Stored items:
*** Begin section ***

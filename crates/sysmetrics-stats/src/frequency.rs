//! Frequency distributions over categorical labels or numeric bins.
//!
//! A [`FrequencyDistribution`] is a table of [`FrequencyRow`]s ranked by descending
//! absolute frequency. Each row carries its relative frequency and the cumulative
//! relative frequency accumulated in that ranked order, so the cumulative column
//! reads as "the top N classes account for X% of observations" rather than a CDF
//! over bin position.
//!
//! # Numeric binning
//!
//! Numeric observations are split into `num_bins` equal-width half-open intervals
//! `[min + i·w, min + (i+1)·w)` with `w = (max - min) / num_bins`. Every bin is
//! emitted, even if empty. The maximum value always lands in the last bin, and a
//! sequence whose values are all identical collapses to a single bin.
//!
//! Bins are identified by index while counting; the display label is derived once
//! per bin when rows are built, so two bins whose bounds format identically remain
//! distinct rows and no observation is ever dropped.
//!
//! # Examples
//!
//! ```
//! use sysmetrics_stats::frequency::{DistributionMode, FrequencyDistribution, Observation};
//!
//! let observations = ["auth", "video", "auth", "alert"]
//!     .into_iter()
//!     .map(Observation::from)
//!     .collect::<Vec<_>>();
//! let dist = FrequencyDistribution::new(&observations, DistributionMode::Categorical).unwrap();
//!
//! let labels = dist.iter().map(|row| row.label.as_str()).collect::<Vec<_>>();
//! assert_eq!(labels, ["auth", "video", "alert"]);
//! assert_eq!(dist.rows()[0].fri_percent, "50.00%");
//! ```

use std::{collections::HashMap, fmt, slice};
impl Widget for FrequencyTable<'_> {
    fn render(self, area: Rect, buf: &mut Buffer)
    where
        Self: Sized,
    {
        let header = Row::new([self.dimension.class_header(), "fi", "fri", "fri%", "Fi%"])
            .style(Style::default().fg(Color::Yellow).add_modifier(Modifier::BOLD));
        let rows = self.dist.iter().map(|row| {
            Row::new([
                row.label.clone(),
                row.fi.to_string(),
                view::format_fri(row),
                row.fri_percent.clone(),
                row.cumulative_percent.clone(),
            ])
        });
        let table = Table::new(
            rows,
            [
                Constraint::Fill(1),
                Constraint::Length(6),
                Constraint::Length(8),
                Constraint::Length(9),
                Constraint::Length(9),
            ],
        )
        .header(header)
        .block(pane(format!(
            "Frequency Table: {} (n = {})",
            self.dimension.title(),
            self.dist.total()
        )));
        Widget::render(table, area, buf);
    }
}

/// Splits events into successful and failed `(id, response time)` points.
#[expect(clippy::cast_precision_loss)]
fn scatter_points(events: &[SystemEvent]) -> (Vec<(f64, f64)>, Vec<(f64, f64)>) {
    let mut ok = Vec::new();
    let mut failed = Vec::new();
    for e in events {
        let point = (e.id as f64, f64::from(e.response_time_ms));
        if e.error {
            failed.push(point);
        } else {
            ok.push(point);
        }
    }
    (ok, failed)
}

struct ResponseTimeScatter<'a> {
    events: &'a [SystemEvent],
}

impl Widget for ResponseTimeScatter<'_> {
    fn render(self, area: Rect, buf: &mut Buffer)
    where
        Self: Sized,
    {
        let (ok, failed) = scatter_points(self.events);
        let (x_min, x_max) = ok
            .iter()
            .chain(&failed)
            .fold((f64::INFINITY, f64::NEG_INFINITY), |(lo, hi), &(x, _)| {
                (lo.min(x), hi.max(x))
            });
        let x_bounds = if x_min < x_max { [x_min, x_max] } else { [0.0, 1.0] };
        let y_max = ok
            .iter()
            .chain(&failed)
            .map(|&(_, y)| y)
            .max_by(f64::total_cmp)
            .unwrap_or(1.0);
        let y_bounds = [0.0, y_max.max(1.0)];

        let datasets = vec![
            Dataset::default()
                .name("ok")
                .marker(Marker::Dot)
                .graph_type(GraphType::Scatter)
                .style(Style::default().fg(Color::Cyan))
                .data(&ok),
            Dataset::default()
                .name("failed")
                .marker(Marker::Dot)
                .graph_type(GraphType::Scatter)
                .style(Style::default().fg(Color::Red))
                .data(&failed),
        ];
        let x_axis = Axis::default()
            .title("Event")
            .bounds(x_bounds)
            .labels([
                format!("{:.0}", x_bounds[0]),
                format!("{:.0}", f64::midpoint(x_bounds[0], x_bounds[1])),
                format!("{:.0}", x_bounds[1]),
            ]);
        let y_axis = Axis::default()
            .title("ms")
            .bounds(y_bounds)
            .labels([
                "0".to_owned(),
                format!("{:.0}", y_bounds[1] / 2.0),
                format!("{:.0}", y_bounds[1]),
            ]);
        let chart = Chart::new(datasets)
            .block(pane("Response Time per Event"))
            .x_axis(x_axis)
            .y_axis(y_axis)
            .legend_position(Some(LegendPosition::TopRight));

        Widget::render(chart, area, buf);
    }
}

*** End section ***

In the records above, find each line with the word "pane" and copy it.

Result for this task:
        .block(pane(format!(
            .block(pane("Response Time per Event"))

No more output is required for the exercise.